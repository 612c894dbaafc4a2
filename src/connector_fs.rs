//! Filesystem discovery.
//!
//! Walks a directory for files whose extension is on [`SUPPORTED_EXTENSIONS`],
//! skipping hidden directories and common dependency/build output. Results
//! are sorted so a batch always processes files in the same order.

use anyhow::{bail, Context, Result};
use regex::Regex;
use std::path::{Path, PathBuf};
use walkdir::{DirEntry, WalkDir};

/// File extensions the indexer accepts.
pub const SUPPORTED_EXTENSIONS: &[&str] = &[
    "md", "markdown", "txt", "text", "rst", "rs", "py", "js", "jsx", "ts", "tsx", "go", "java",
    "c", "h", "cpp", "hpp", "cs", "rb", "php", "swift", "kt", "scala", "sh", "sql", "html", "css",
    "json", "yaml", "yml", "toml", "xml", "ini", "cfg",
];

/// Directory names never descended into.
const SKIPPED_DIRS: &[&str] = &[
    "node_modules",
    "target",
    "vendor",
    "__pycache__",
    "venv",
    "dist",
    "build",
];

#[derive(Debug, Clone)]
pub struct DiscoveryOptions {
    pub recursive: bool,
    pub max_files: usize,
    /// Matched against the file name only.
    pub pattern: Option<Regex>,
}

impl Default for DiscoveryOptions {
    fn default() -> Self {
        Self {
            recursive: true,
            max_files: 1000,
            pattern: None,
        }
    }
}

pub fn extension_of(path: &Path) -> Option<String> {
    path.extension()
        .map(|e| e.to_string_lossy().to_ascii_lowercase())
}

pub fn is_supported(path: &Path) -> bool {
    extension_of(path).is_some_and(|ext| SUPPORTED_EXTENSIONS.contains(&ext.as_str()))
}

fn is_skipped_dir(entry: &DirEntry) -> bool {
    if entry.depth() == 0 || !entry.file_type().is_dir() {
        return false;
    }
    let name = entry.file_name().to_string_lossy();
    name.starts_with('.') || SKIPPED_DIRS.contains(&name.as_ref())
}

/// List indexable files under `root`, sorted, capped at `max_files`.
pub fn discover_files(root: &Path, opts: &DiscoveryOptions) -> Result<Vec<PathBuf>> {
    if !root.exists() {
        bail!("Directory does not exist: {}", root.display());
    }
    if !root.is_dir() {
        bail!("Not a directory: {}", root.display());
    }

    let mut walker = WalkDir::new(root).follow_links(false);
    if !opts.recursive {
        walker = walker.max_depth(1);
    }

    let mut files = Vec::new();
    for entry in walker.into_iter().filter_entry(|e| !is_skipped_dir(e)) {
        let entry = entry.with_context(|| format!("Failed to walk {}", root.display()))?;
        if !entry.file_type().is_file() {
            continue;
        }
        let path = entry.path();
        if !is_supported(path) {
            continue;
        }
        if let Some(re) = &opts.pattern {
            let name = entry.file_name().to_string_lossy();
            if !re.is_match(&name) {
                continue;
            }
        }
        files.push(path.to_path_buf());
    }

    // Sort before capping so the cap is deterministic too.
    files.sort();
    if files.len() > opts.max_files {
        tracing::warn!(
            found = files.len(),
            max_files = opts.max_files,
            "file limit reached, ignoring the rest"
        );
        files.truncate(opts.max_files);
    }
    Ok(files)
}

- - -

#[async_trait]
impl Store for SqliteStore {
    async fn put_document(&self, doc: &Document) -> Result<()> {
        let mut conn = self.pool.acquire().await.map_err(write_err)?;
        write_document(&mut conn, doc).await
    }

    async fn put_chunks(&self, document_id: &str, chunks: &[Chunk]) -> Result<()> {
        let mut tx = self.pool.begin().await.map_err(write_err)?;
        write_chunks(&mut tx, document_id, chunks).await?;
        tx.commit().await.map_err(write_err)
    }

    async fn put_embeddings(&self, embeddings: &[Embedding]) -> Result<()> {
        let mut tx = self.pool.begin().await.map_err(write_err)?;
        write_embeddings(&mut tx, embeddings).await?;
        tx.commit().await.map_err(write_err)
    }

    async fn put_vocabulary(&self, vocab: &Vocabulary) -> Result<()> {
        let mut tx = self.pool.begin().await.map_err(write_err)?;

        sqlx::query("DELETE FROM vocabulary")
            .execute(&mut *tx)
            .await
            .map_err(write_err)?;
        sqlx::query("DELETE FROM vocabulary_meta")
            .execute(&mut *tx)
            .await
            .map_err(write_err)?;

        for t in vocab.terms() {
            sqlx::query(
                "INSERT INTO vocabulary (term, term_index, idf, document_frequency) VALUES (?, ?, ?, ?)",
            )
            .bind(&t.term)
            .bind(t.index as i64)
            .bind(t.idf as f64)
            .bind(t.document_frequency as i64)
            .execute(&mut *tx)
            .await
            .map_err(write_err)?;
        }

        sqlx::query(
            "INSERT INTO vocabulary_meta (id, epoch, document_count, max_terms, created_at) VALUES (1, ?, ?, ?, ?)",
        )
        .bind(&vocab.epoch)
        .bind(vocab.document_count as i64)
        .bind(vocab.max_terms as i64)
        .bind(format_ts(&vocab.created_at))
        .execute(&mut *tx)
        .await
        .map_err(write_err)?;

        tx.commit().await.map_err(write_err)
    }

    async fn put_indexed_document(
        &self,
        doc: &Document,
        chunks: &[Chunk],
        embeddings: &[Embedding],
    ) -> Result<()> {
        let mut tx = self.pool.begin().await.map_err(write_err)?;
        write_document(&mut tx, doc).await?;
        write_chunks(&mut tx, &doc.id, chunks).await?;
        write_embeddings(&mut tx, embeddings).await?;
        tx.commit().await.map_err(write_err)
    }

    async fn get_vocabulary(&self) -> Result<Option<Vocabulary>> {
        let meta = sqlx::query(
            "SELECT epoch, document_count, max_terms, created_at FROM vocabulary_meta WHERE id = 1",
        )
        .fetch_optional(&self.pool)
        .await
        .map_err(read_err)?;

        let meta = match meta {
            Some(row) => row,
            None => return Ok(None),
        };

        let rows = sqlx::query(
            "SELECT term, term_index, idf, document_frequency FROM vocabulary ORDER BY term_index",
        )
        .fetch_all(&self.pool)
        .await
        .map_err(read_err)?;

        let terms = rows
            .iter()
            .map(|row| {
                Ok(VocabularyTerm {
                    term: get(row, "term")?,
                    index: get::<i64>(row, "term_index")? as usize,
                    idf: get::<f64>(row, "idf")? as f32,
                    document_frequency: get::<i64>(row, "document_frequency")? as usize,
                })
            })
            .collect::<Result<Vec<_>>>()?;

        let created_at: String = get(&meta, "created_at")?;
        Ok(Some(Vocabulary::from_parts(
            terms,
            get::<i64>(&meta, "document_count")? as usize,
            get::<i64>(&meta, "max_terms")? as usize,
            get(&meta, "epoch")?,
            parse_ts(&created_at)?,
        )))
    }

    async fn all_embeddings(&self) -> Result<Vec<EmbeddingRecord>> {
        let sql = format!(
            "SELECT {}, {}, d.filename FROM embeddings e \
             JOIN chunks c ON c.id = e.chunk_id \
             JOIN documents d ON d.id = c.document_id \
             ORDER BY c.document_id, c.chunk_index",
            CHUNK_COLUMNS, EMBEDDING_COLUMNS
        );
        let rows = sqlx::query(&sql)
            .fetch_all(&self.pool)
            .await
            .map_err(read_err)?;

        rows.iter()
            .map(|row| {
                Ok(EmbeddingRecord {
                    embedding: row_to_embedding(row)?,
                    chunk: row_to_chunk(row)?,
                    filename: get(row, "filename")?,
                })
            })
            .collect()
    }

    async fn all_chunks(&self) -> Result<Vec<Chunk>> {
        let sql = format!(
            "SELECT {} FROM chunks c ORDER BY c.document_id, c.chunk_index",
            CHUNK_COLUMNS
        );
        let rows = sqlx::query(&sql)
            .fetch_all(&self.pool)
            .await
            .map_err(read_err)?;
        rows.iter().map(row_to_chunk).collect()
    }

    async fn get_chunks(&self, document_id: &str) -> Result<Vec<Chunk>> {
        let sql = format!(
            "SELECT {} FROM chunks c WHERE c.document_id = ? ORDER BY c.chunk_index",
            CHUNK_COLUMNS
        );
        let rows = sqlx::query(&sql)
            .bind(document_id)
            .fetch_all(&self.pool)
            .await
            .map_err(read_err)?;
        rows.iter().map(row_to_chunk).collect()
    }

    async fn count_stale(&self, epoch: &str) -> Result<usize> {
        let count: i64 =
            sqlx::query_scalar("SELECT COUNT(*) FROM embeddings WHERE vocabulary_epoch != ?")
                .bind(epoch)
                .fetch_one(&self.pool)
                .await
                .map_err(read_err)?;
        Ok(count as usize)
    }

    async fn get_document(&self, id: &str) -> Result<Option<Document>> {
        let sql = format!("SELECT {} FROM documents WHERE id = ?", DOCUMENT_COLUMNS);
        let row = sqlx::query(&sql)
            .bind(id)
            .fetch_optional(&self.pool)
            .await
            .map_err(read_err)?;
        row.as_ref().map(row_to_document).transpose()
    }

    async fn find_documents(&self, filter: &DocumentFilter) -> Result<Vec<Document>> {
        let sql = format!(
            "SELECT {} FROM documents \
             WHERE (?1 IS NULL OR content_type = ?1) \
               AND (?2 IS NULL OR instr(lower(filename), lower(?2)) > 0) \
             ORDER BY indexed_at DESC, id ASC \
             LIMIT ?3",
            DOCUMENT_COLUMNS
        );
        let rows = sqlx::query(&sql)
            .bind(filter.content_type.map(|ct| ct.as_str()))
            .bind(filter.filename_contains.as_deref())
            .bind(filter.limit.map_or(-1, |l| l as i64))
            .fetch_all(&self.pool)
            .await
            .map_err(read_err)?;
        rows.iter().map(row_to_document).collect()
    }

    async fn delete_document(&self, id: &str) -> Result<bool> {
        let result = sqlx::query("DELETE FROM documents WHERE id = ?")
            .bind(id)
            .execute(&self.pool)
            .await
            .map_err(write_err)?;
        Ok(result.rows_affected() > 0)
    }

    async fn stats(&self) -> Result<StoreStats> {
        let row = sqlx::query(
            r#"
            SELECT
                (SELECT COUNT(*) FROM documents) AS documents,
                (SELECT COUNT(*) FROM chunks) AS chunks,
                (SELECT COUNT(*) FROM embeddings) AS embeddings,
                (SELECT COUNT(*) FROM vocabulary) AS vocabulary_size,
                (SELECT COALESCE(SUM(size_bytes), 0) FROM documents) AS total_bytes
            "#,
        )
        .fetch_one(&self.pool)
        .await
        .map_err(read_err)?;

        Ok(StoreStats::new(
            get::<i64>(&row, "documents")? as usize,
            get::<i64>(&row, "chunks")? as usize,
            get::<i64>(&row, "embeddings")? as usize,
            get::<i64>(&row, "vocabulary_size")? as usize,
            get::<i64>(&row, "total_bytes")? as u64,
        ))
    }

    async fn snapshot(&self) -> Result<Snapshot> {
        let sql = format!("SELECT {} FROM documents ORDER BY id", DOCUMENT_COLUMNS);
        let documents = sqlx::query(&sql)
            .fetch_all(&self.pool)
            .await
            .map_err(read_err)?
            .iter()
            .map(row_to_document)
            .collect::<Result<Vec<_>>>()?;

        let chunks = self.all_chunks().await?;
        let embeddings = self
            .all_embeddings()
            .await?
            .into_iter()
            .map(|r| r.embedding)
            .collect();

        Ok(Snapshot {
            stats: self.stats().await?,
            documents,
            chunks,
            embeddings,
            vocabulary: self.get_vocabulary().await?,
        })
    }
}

- - -

Task objective:
Using the entries above, give back exactly the line containing "repository 612c894dbaafc4a2", the line containing "dependency/build output. Results", and every line between them, and nothing else.

Solved exercise:
repository 612c894dbaafc4a2
filename src/connector_fs.rs
//! Filesystem discovery.
//!
//! Walks a directory for files whose extension is on [`SUPPORTED_EXTENSIONS`],
//! skipping hidden directories and common dependency/build output. Results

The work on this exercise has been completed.